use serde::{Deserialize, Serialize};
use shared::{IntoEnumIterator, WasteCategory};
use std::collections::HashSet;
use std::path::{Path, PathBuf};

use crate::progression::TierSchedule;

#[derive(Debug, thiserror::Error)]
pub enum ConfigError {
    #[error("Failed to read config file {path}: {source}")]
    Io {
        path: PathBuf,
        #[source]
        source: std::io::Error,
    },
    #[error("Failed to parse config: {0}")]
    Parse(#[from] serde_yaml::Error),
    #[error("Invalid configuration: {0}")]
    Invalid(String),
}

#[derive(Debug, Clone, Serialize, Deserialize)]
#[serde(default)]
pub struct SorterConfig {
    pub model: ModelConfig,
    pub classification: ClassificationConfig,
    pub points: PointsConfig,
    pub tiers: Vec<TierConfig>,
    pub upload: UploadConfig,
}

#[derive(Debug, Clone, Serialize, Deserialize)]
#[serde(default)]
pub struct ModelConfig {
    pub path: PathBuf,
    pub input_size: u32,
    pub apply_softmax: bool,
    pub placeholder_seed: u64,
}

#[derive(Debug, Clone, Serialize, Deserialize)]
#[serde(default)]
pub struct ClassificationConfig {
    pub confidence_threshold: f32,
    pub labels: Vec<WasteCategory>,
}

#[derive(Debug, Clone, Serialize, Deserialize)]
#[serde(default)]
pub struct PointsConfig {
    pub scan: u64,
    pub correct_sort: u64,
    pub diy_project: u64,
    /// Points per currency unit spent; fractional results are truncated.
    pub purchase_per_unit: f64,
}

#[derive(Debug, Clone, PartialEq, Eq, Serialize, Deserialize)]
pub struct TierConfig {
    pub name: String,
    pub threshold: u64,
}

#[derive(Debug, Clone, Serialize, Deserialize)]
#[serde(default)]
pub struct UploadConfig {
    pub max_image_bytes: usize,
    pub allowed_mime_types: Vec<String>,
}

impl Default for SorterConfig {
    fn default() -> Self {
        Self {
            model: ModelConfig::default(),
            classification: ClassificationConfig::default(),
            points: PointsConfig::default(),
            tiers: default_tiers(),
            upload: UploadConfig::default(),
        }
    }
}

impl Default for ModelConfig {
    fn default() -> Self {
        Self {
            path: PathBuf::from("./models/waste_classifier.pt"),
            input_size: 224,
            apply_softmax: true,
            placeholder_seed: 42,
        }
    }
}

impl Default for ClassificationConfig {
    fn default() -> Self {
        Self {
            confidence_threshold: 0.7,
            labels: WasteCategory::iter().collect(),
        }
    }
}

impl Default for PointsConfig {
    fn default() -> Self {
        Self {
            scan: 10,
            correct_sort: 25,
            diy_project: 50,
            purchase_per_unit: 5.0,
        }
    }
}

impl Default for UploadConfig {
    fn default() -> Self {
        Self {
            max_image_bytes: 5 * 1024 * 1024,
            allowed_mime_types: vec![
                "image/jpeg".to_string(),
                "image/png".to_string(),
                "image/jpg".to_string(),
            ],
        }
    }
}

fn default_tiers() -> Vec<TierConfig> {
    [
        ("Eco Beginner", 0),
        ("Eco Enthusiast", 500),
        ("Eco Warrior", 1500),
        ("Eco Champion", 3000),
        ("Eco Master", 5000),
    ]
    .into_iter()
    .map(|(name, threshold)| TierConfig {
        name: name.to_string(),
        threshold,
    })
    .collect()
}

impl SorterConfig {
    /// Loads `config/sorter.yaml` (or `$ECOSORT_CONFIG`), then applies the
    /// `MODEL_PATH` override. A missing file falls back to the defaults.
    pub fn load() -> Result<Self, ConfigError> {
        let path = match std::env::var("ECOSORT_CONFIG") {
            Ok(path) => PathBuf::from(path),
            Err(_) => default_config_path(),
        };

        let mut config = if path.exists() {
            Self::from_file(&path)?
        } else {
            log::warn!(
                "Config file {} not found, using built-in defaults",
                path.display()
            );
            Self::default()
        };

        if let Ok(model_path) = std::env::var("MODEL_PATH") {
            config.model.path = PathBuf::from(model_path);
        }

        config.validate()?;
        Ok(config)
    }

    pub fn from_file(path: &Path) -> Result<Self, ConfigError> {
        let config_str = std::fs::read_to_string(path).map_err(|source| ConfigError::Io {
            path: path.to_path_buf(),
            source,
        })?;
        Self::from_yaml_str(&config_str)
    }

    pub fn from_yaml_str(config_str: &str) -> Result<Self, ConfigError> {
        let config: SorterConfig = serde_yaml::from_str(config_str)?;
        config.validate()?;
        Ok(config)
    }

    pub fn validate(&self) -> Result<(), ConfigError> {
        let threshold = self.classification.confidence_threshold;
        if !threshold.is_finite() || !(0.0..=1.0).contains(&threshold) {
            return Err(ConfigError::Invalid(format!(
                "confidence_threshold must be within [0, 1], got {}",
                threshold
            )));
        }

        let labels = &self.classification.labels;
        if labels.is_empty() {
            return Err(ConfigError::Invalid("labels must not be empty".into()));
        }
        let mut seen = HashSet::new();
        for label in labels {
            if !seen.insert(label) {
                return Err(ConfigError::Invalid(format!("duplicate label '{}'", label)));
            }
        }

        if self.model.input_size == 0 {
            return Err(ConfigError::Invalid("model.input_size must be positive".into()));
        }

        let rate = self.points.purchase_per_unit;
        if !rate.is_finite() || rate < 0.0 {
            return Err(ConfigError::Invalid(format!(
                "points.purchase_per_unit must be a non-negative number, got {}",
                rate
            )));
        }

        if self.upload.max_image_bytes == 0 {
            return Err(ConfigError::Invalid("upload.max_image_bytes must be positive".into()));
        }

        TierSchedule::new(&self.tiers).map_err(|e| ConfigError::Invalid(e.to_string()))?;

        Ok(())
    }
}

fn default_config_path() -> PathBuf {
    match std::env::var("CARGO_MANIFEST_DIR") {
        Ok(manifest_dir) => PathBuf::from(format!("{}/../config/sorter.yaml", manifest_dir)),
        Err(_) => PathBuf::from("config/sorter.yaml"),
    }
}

--------------------

What you are asked to do: The word "struct" occurs in some lines of the data above; report how many such lines there are, with no other words.

Your solution: 6